→ RECORDS
//! Cart operations for the resolved buyer.
//!
//! Every write on an anonymous cart pushes its expiry 30 days ahead.

use chrono::Utc;
use sqlx::PgPool;
use tracing::instrument;

use synclune_core::SkuId;

use super::cart_session::{BuyerIdentity, MAX_LINE_QUANTITY, anonymous_cart_expiry};
use crate::db::{CartRepository, ProductRepository};
use crate::error::{AppError, BusinessError, Result};
use crate::models::cart::{Cart, CartView};
use crate::models::product::SkuSnapshot;

/// Cart service bound to a pool.
pub struct CartService<'a> {
    pool: &'a PgPool,
    carts: CartRepository<'a>,
}

impl<'a> CartService<'a> {
    #[must_use]
    pub const fn new(pool: &'a PgPool) -> Self {
        Self {
            pool,
            carts: CartRepository::new(pool),
        }
    }

    /// The buyer's cart, empty when none exists yet.
    ///
    /// # Errors
    ///
    /// Returns an error if a query fails.
    pub async fn view(&self, buyer: Option<&BuyerIdentity>) -> Result<CartView> {
        let Some(cart) = self.find(buyer).await? else {
            return Ok(CartView::default());
        };
        let rows = self.carts.lines(cart.id).await?;
        Ok(CartView::from_rows(rows))
    }

    /// Units in the buyer's cart.
    ///
    /// # Errors
    ///
    /// Returns an error if a query fails.
    pub async fn count(&self, buyer: Option<&BuyerIdentity>) -> Result<i64> {
        match self.find(buyer).await? {
            Some(cart) => Ok(self.carts.count(cart.id).await?),
            None => Ok(0),
        }
    }

    /// Add `quantity` units of a SKU, on top of what the cart already holds.
    ///
    /// # Errors
    ///
    /// Returns `BusinessError` if the SKU cannot be bought in that quantity.
    #[instrument(skip(self), fields(sku_id = %sku_id))]
    pub async fn add(&self, buyer: &BuyerIdentity, sku_id: SkuId, quantity: i32) -> Result<CartView> {
        check_quantity(quantity)?;
        let cart = self.get_or_create(buyer).await?;

        let existing = self.carts.item_quantity(cart.id, sku_id).await?.unwrap_or(0);
        let total = existing.saturating_add(quantity);
        if total > MAX_LINE_QUANTITY {
            return Err(BusinessError::InvalidQuantity {
                max: MAX_LINE_QUANTITY,
            }
            .into());
        }

        let sku = self.purchasable(sku_id, total).await?;
        self.carts
            .upsert_item(cart.id, sku_id, total, sku.price)
            .await?;

        tracing::info!(cart_id = %cart.id, quantity = total, "Cart line added");
        Ok(CartView::from_rows(self.carts.lines(cart.id).await?))
    }

    /// Replace the quantity of a line.
    ///
    /// # Errors
    ///
    /// Returns `AppError::NotFound` if the SKU is not in the cart.
    #[instrument(skip(self), fields(sku_id = %sku_id))]
    pub async fn update(
        &self,
        buyer: &BuyerIdentity,
        sku_id: SkuId,
        quantity: i32,
    ) -> Result<CartView> {
        check_quantity(quantity)?;
        let cart = self.get_or_create(buyer).await?;
        self.purchasable(sku_id, quantity).await?;

        if !self.carts.set_quantity(cart.id, sku_id, quantity).await? {
            return Err(AppError::NotFound("article du panier".to_string()));
        }
        Ok(CartView::from_rows(self.carts.lines(cart.id).await?))
    }

    /// Remove a line.
    ///
    /// # Errors
    ///
    /// Returns `AppError::NotFound` if the SKU is not in the cart.
    #[instrument(skip(self), fields(sku_id = %sku_id))]
    pub async fn remove(&self, buyer: &BuyerIdentity, sku_id: SkuId) -> Result<CartView> {
        let cart = self.get_or_create(buyer).await?;
        if !self.carts.remove_item(cart.id, sku_id).await? {
            return Err(AppError::NotFound("article du panier".to_string()));
        }
        Ok(CartView::from_rows(self.carts.lines(cart.id).await?))
    }

    async fn find(&self, buyer: Option<&BuyerIdentity>) -> Result<Option<Cart>> {
        let cart = match buyer {
            Some(BuyerIdentity::Authenticated(user_id)) => self.carts.find_for_user(*user_id).await?,
            Some(BuyerIdentity::Anonymous(session_id)) => {
                self.carts.find_for_session(session_id).await?
            }
            None => None,
        };
        Ok(cart)
    }

    async fn get_or_create(&self, buyer: &BuyerIdentity) -> Result<Cart> {
        let cart = match buyer {
            BuyerIdentity::Authenticated(user_id) => {
                self.carts.get_or_create_for_user(*user_id).await?
            }
            BuyerIdentity::Anonymous(session_id) => {
                self.carts
                    .get_or_create_for_session(session_id, anonymous_cart_expiry(Utc::now()))
                    .await?
            }
        };
        Ok(cart)
    }

    async fn purchasable(
        &self,
        sku_id: SkuId,
        quantity: i32,
    ) -> Result<SkuSnapshot> {
        let sku = ProductRepository::new(self.pool)
            .snapshot(sku_id)
            .await?
            .ok_or_else(|| AppError::NotFound("article".to_string()))?;

        if !sku.is_purchasable() {
            return Err(BusinessError::ProductUnavailable {
                title: sku.product_title,
            }
            .into());
        }
        if sku.inventory < quantity {
            return Err(BusinessError::InsufficientStock {
                title: sku.product_title,
                available: sku.inventory,
            }
            .into());
        }
        Ok(sku)
    }
}

/// A line quantity must be within `1..=MAX_LINE_QUANTITY`.
///
/// # Errors
///
/// Returns `BusinessError::InvalidQuantity` otherwise.
pub const fn check_quantity(quantity: i32) -> std::result::Result<(), BusinessError> {
    if quantity < 1 || quantity > MAX_LINE_QUANTITY {
        return Err(BusinessError::InvalidQuantity {
            max: MAX_LINE_QUANTITY,
        });
    }
    Ok(())
}

#[cfg(test)]
mod tests {
    use super::*;

    #[test]
    fn test_check_quantity_bounds() {
        assert!(check_quantity(1).is_ok());
        assert!(check_quantity(MAX_LINE_QUANTITY).is_ok());
        assert_eq!(
            check_quantity(0),
            Err(BusinessError::InvalidQuantity { max: 10 })
        );
        assert!(check_quantity(11).is_err());
        assert!(check_quantity(-3).is_err());
    }
}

→ AIM OF THE TASK
Everything in the material above needs to be transcribed exactly.

→ ANSWER BOX
//! Cart operations for the resolved buyer.
//!
//! Every write on an anonymous cart pushes its expiry 30 days ahead.

use chrono::Utc;
use sqlx::PgPool;
use tracing::instrument;

use synclune_core::SkuId;

use super::cart_session::{BuyerIdentity, MAX_LINE_QUANTITY, anonymous_cart_expiry};
use crate::db::{CartRepository, ProductRepository};
use crate::error::{AppError, BusinessError, Result};
use crate::models::cart::{Cart, CartView};
use crate::models::product::SkuSnapshot;

/// Cart service bound to a pool.
pub struct CartService<'a> {
    pool: &'a PgPool,
    carts: CartRepository<'a>,
}

impl<'a> CartService<'a> {
    #[must_use]
    pub const fn new(pool: &'a PgPool) -> Self {
        Self {
            pool,
            carts: CartRepository::new(pool),
        }
    }

    /// The buyer's cart, empty when none exists yet.
    ///
    /// # Errors
    ///
    /// Returns an error if a query fails.
    pub async fn view(&self, buyer: Option<&BuyerIdentity>) -> Result<CartView> {
        let Some(cart) = self.find(buyer).await? else {
            return Ok(CartView::default());
        };
        let rows = self.carts.lines(cart.id).await?;
        Ok(CartView::from_rows(rows))
    }

    /// Units in the buyer's cart.
    ///
    /// # Errors
    ///
    /// Returns an error if a query fails.
    pub async fn count(&self, buyer: Option<&BuyerIdentity>) -> Result<i64> {
        match self.find(buyer).await? {
            Some(cart) => Ok(self.carts.count(cart.id).await?),
            None => Ok(0),
        }
    }

    /// Add `quantity` units of a SKU, on top of what the cart already holds.
    ///
    /// # Errors
    ///
    /// Returns `BusinessError` if the SKU cannot be bought in that quantity.
    #[instrument(skip(self), fields(sku_id = %sku_id))]
    pub async fn add(&self, buyer: &BuyerIdentity, sku_id: SkuId, quantity: i32) -> Result<CartView> {
        check_quantity(quantity)?;
        let cart = self.get_or_create(buyer).await?;

        let existing = self.carts.item_quantity(cart.id, sku_id).await?.unwrap_or(0);
        let total = existing.saturating_add(quantity);
        if total > MAX_LINE_QUANTITY {
            return Err(BusinessError::InvalidQuantity {
                max: MAX_LINE_QUANTITY,
            }
            .into());
        }

        let sku = self.purchasable(sku_id, total).await?;
        self.carts
            .upsert_item(cart.id, sku_id, total, sku.price)
            .await?;

        tracing::info!(cart_id = %cart.id, quantity = total, "Cart line added");
        Ok(CartView::from_rows(self.carts.lines(cart.id).await?))
    }

    /// Replace the quantity of a line.
    ///
    /// # Errors
    ///
    /// Returns `AppError::NotFound` if the SKU is not in the cart.
    #[instrument(skip(self), fields(sku_id = %sku_id))]
    pub async fn update(
        &self,
        buyer: &BuyerIdentity,
        sku_id: SkuId,
        quantity: i32,
    ) -> Result<CartView> {
        check_quantity(quantity)?;
        let cart = self.get_or_create(buyer).await?;
        self.purchasable(sku_id, quantity).await?;

        if !self.carts.set_quantity(cart.id, sku_id, quantity).await? {
            return Err(AppError::NotFound("article du panier".to_string()));
        }
        Ok(CartView::from_rows(self.carts.lines(cart.id).await?))
    }

    /// Remove a line.
    ///
    /// # Errors
    ///
    /// Returns `AppError::NotFound` if the SKU is not in the cart.
    #[instrument(skip(self), fields(sku_id = %sku_id))]
    pub async fn remove(&self, buyer: &BuyerIdentity, sku_id: SkuId) -> Result<CartView> {
        let cart = self.get_or_create(buyer).await?;
        if !self.carts.remove_item(cart.id, sku_id).await? {
            return Err(AppError::NotFound("article du panier".to_string()));
        }
        Ok(CartView::from_rows(self.carts.lines(cart.id).await?))
    }

    async fn find(&self, buyer: Option<&BuyerIdentity>) -> Result<Option<Cart>> {
        let cart = match buyer {
            Some(BuyerIdentity::Authenticated(user_id)) => self.carts.find_for_user(*user_id).await?,
            Some(BuyerIdentity::Anonymous(session_id)) => {
                self.carts.find_for_session(session_id).await?
            }
            None => None,
        };
        Ok(cart)
    }

    async fn get_or_create(&self, buyer: &BuyerIdentity) -> Result<Cart> {
        let cart = match buyer {
            BuyerIdentity::Authenticated(user_id) => {
                self.carts.get_or_create_for_user(*user_id).await?
            }
            BuyerIdentity::Anonymous(session_id) => {
                self.carts
                    .get_or_create_for_session(session_id, anonymous_cart_expiry(Utc::now()))
                    .await?
            }
        };
        Ok(cart)
    }

    async fn purchasable(
        &self,
        sku_id: SkuId,
        quantity: i32,
    ) -> Result<SkuSnapshot> {
        let sku = ProductRepository::new(self.pool)
            .snapshot(sku_id)
            .await?
            .ok_or_else(|| AppError::NotFound("article".to_string()))?;

        if !sku.is_purchasable() {
            return Err(BusinessError::ProductUnavailable {
                title: sku.product_title,
            }
            .into());
        }
        if sku.inventory < quantity {
            return Err(BusinessError::InsufficientStock {
                title: sku.product_title,
                available: sku.inventory,
            }
            .into());
        }
        Ok(sku)
    }
}

/// A line quantity must be within `1..=MAX_LINE_QUANTITY`.
///
/// # Errors
///
/// Returns `BusinessError::InvalidQuantity` otherwise.
pub const fn check_quantity(quantity: i32) -> std::result::Result<(), BusinessError> {
    if quantity < 1 || quantity > MAX_LINE_QUANTITY {
        return Err(BusinessError::InvalidQuantity {
            max: MAX_LINE_QUANTITY,
        });
    }
    Ok(())
}

#[cfg(test)]
mod tests {
    use super::*;

    #[test]
    fn test_check_quantity_bounds() {
        assert!(check_quantity(1).is_ok());
        assert!(check_quantity(MAX_LINE_QUANTITY).is_ok());
        assert_eq!(
            check_quantity(0),
            Err(BusinessError::InvalidQuantity { max: 10 })
        );
        assert!(check_quantity(11).is_err());
        assert!(check_quantity(-3).is_err());
    }
}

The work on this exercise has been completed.